- Born: 8 May 1904 Zamora, Spain
- Died: 18 November 1936 (aged 32) Zamora, Spain
- Cause of death: Extrajudicial execution
- Occupations: Pianist, telephone switchboard operator
- Spouse: Ramón J. Sender
- Children: 2, including Ramón Sender Barayón

= Amparo Barayón =

Spanish pianist and anarcho-syndicalist activist (1904–1936)

Amparo Barayón Miguel (8 May 1904 – 18 November 1936) was a Spanish pianist and anarcho-syndicalist trade unionist. Originally from Zamora, she moved to Madrid and worked as a telephone switchboard operator, joining the Confederación Nacional del Trabajo (CNT). She married the novelist Ramón J. Sender and had two children, Ramón and Andrea.

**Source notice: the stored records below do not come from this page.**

// Copyright (c) 2025 Geoffrey Huntley <ghuntley@ghuntley.com>. All rights reserved.
// SPDX-License-Identifier: Proprietary

//! App-registered cohort criteria and their validation.

use serde::{Deserialize, Serialize};

use crate::error::ValidationError;
use crate::value::PropertyValue;

pub const MAX_COHORT_ID_LENGTH: usize = 64;
pub const MAX_TIME_WINDOW_DAYS: u32 = 365;

/// A cohort definition registered by the host app.
///
/// Every top-level rule must match (AND). Event-history rules only look at
/// events from the last `time_window_days` days.
#[derive(Debug, Clone, PartialEq, Serialize, Deserialize)]
pub struct CohortCriteria {
	#[serde(alias = "cohortId")]
	pub cohort_id: String,
	pub rules: Vec<CohortRule>,
	/// Validated but not consulted during evaluation.
	#[serde(default = "default_min_occurrences", alias = "minOccurrences")]
	pub min_occurrences: u32,
	#[serde(default = "default_time_window_days", alias = "timeWindowDays")]
	pub time_window_days: u32,
	#[serde(default)]
	pub priority: i32,
}

fn default_min_occurrences() -> u32 {
	1
}

fn default_time_window_days() -> u32 {
	30
}

impl CohortCriteria {
	pub fn new(cohort_id: impl Into<String>, rules: Vec<CohortRule>) -> Self {
		Self {
			cohort_id: cohort_id.into(),
			rules,
			min_occurrences: default_min_occurrences(),
			time_window_days: default_time_window_days(),
			priority: 0,
		}
	}

	pub fn with_priority(mut self, priority: i32) -> Self {
		self.priority = priority;
		self
	}

	pub fn with_time_window_days(mut self, days: u32) -> Self {
		self.time_window_days = days;
		self
	}

	pub fn with_min_occurrences(mut self, min: u32) -> Self {
		self.min_occurrences = min;
		self
	}

	/// Checks the whole definition. Nothing about a criteria that fails here
	/// may be stored.
	pub fn validate(&self) -> Result<(), ValidationError> {
		if !validate_cohort_id(&self.cohort_id) {
			return Err(ValidationError::InvalidCohortId(self.cohort_id.clone()));
		}
		if self.rules.is_empty() {
			return Err(ValidationError::EmptyRules {
				cohort_id: self.cohort_id.clone(),
			});
		}
		if self.min_occurrences < 1 {
			return Err(ValidationError::MinOccurrencesOutOfRange(self.min_occurrences));
		}
		if !(1..=MAX_TIME_WINDOW_DAYS).contains(&self.time_window_days) {
			return Err(ValidationError::TimeWindowOutOfRange(self.time_window_days));
		}
		self.rules.iter().try_for_each(CohortRule::validate)
	}
}

/// Returns true if `id` matches `^[a-z][a-z0-9_]*$` and fits the length limit.
pub fn validate_cohort_id(id: &str) -> bool {
	if id.is_empty() || id.len() > MAX_COHORT_ID_LENGTH {
		return false;
	}

	let mut chars = id.chars();
	match chars.next() {
		Some(c) if c.is_ascii_lowercase() => {}
		_ => return false,
	}

	chars.all(|c| c.is_ascii_lowercase() || c.is_ascii_digit() || c == '_')
}

/// A rule in an app-registered criteria tree.
#[derive(Debug, Clone, PartialEq, Serialize, Deserialize)]
#[serde(tag = "type", rename_all = "snake_case")]
pub enum CohortRule {
	/// The event occurred at least `min_count` times in the window.
	EventCount { event: String, min_count: u32 },
	/// The event occurred with `property == equals` in the window.
	EventValue {
		event: String,
		property: String,
		equals: PropertyValue,
	},
	/// The event occurred with a numeric `property` in `[min, max]`.
	EventValueRange {
		event: String,
		property: String,
		min: f64,
		max: f64,
	},
	SignalThreshold { signal: String, min_value: f64 },
	SignalRange { signal: String, min: f64, max: f64 },
	TimeInApp { min_minutes: f64 },
	DaysSinceInstall {
		min_days: i64,
		#[serde(default, skip_serializing_if = "Option::is_none")]
		max_days: Option<i64>,
	},
	DaysSinceLastSession { max_days: i64 },
	/// AND (`require_all`) or OR over the sub-rules.
	Combined { rules: Vec<CohortRule>, require_all: bool },
}

impl CohortRule {
	pub fn validate(&self) -> Result<(), ValidationError> {
		match self {
			CohortRule::EventCount { event, min_count } => {
				require_name("event", event)?;
				if *min_count == 0 {
					return Err(ValidationError::ZeroMinCount);
				}
				Ok(())
			}
			CohortRule::EventValue { event, property, .. } => {
				require_name("event", event)?;
				require_name("property", property)
			}
			CohortRule::EventValueRange {
				event,
				property,
				min,
				max,
			} => {
				require_name("event", event)?;
				require_name("property", property)?;
				require_range(*min, *max)
			}
			CohortRule::SignalThreshold { signal, .. } => require_name("signal", signal),
			CohortRule::SignalRange { signal, min, max } => {
				require_name("signal", signal)?;
				require_range(*min, *max)
			}
			CohortRule::TimeInApp { .. } | CohortRule::DaysSinceLastSession { .. } => Ok(()),
			CohortRule::DaysSinceInstall { min_days, max_days } => match max_days {
				Some(max) => require_range(*min_days as f64, *max as f64),
				None => Ok(()),
			},
			CohortRule::Combined { rules, .. } => {
				if rules.is_empty() {
					return Err(ValidationError::EmptyCombinedRule);
				}
				rules.iter().try_for_each(CohortRule::validate)
			}
		}
	}
}

fn require_name(kind: &'static str, name: &str) -> Result<(), ValidationError> {
	if name.trim().is_empty() {
		return Err(ValidationError::EmptyName(kind));
	}
	Ok(())
}

fn require_range(min: f64, max: f64) -> Result<(), ValidationError> {
	if min > max || min.is_nan() || max.is_nan() {
		return Err(ValidationError::InvalidRange { min, max });
	}
	Ok(())
}
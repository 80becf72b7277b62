// Copyright (c) 2025 Geoffrey Huntley <ghuntley@ghuntley.com>. All rights reserved.
// SPDX-License-Identifier: Proprietary

//! Wiring of the SDK components for one app.

use std::sync::Arc;

use loom_cohorts_core::{EventHistory, EventProperties};
use tracing::info;

use crate::config::CohortsConfig;
use crate::connectivity::{ConnectivityMonitor, TcpPathProbe};
use crate::delivery::HttpEventSender;
use crate::engine::CohortEngine;
use crate::error::Result;
use crate::event::QueuedEvent;
use crate::fetch::{HttpRuleFetcher, RuleFetcher};
use crate::queue::{DurableEventQueue, EventSender};
use crate::registry::CustomCohortRegistry;
use crate::rule_cache::RuleCache;
use crate::signals::SignalStore;
use crate::storage::{FileKeyValueStore, KeyValueStore, Namespace};

/// All components for one app identity, sharing one store and one
/// connectivity monitor.
///
/// # Example
///
/// ```ignore
/// use loom_cohorts::{CohortsClient, CohortsConfig, CohortsConfigLayer};
/// use loom_cohorts_core::NoEventHistory;
///
/// let config = CohortsConfig::load(None, CohortsConfigLayer::default())?;
/// let client = CohortsClient::from_config(config)?;
/// client.start().await;
///
/// client.track("level_complete", None).await?;
/// let cohorts = client.cohorts(&NoEventHistory).await;
///
/// client.shutdown().await;
/// ```
pub struct CohortsClient {
	config: CohortsConfig,
	store: Arc<dyn KeyValueStore>,
	connectivity: ConnectivityMonitor,
	signals: Arc<SignalStore>,
	queue: DurableEventQueue,
	engine: CohortEngine,
}

impl CohortsClient {
	/// Builds the production stack: file storage under `storage_dir`, a TCP
	/// reachability probe, and the HTTP fetcher and sender.
	pub fn from_config(config: CohortsConfig) -> Result<Self> {
		config.validate()?;

		let store: Arc<dyn KeyValueStore> = Arc::new(FileKeyValueStore::new(&config.storage_dir));
		let probe = Arc::new(TcpPathProbe::new(
			config.probe_address()?,
			config.connectivity.probe_timeout,
		));
		let connectivity = ConnectivityMonitor::new(probe, config.connectivity.clone());

		let http_client = loom_common_http::new_client_with_timeout(config.request_timeout)
			.map_err(crate::error::CohortsError::HttpClient)?;
		let fetcher = Arc::new(HttpRuleFetcher::with_client(
			http_client.clone(),
			&config.base_url,
			config.retry.clone(),
		)?);
		let sender = Arc::new(HttpEventSender::with_client(
			http_client,
			&config.base_url,
			&config.app_key,
		)?);

		info!(
			base_url = %config.base_url,
			storage_dir = %config.storage_dir.display(),
			"Cohorts client initialized"
		);
		Ok(Self::with_parts(config, store, connectivity, fetcher, sender))
	}

	/// Builds the stack from caller-supplied infrastructure.
	pub fn with_parts(
		config: CohortsConfig,
		store: Arc<dyn KeyValueStore>,
		connectivity: ConnectivityMonitor,
		fetcher: Arc<dyn RuleFetcher>,
		sender: Arc<dyn EventSender>,
	) -> Self {
		let namespace = Namespace::for_app(&config.app_key);

		let signals = Arc::new(SignalStore::new(store.clone(), &namespace));
		let rules = Arc::new(RuleCache::new(fetcher, store.clone(), config.rules.clone()));
		let registry = Arc::new(CustomCohortRegistry::new(store.clone(), &namespace));
		let queue = DurableEventQueue::new(
			config.queue.clone(),
			sender,
			store.clone(),
			&namespace,
			connectivity.clone(),
		);
		let engine = CohortEngine::new(
			config.app_key.clone(),
			config.engine.clone(),
			signals.clone(),
			rules,
			registry,
		);

		Self {
			config,
			store,
			connectivity,
			signals,
			queue,
			engine,
		}
	}

	/// Starts connectivity polling and the event queue.
	pub async fn start(&self) {
		self.connectivity.start().await;
		self.queue.start().await;
	}

	/// Stops background work and persists the queue.
	pub async fn shutdown(&self) {
		self.queue.stop().await;
		self.connectivity.stop().await;
		info!("Cohorts client shut down");
	}

	/// Queues an analytics event and counts it toward the event signals.
	/// Returns false if an event with the same id was already queued.
	pub async fn track(&self, name: &str, properties: Option<EventProperties>) -> Result<bool> {
		let mut event = QueuedEvent::new(name);
		if let Some(properties) = properties {
			event = event.with_properties(properties);
		}
		self.track_event(event).await
	}

	pub async fn track_event(&self, event: QueuedEvent) -> Result<bool> {
		let queued = self.queue.enqueue(event).await?;
		if queued {
			self.signals.record_event().await;
		}
		Ok(queued)
	}

	/// Ranked cohort ids for the ad request.
	pub async fn cohorts(&self, history: &dyn EventHistory) -> Vec<String> {
		self.engine.cohorts(history).await
	}

	pub fn config(&self) -> &CohortsConfig {
		&self.config
	}

	pub fn store(&self) -> &Arc<dyn KeyValueStore> {
		&self.store
	}

	pub fn connectivity(&self) -> &ConnectivityMonitor {
		&self.connectivity
	}

	pub fn signals(&self) -> &Arc<SignalStore> {
		&self.signals
	}

	pub fn queue(&self) -> &DurableEventQueue {
		&self.queue
	}

	pub fn engine(&self) -> &CohortEngine {
		&self.engine
	}
}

In the early months of the Spanish Civil War, Barayón returned to Zamora with her children, thinking they would be safer in her hometown. However, she and her infant daughter were arrested and imprisoned by fascist Francoist forces. After a difficult imprisonment, Barayón was executed by a death squad and thrown into a mass grave. Both of her children were sent to an orphanage, and the International Red Cross reunited them with their father. The family ultimately emigrated to the United States. Years later, her son returned to Spain to research and write a biography about her, titled A Death in Zamora.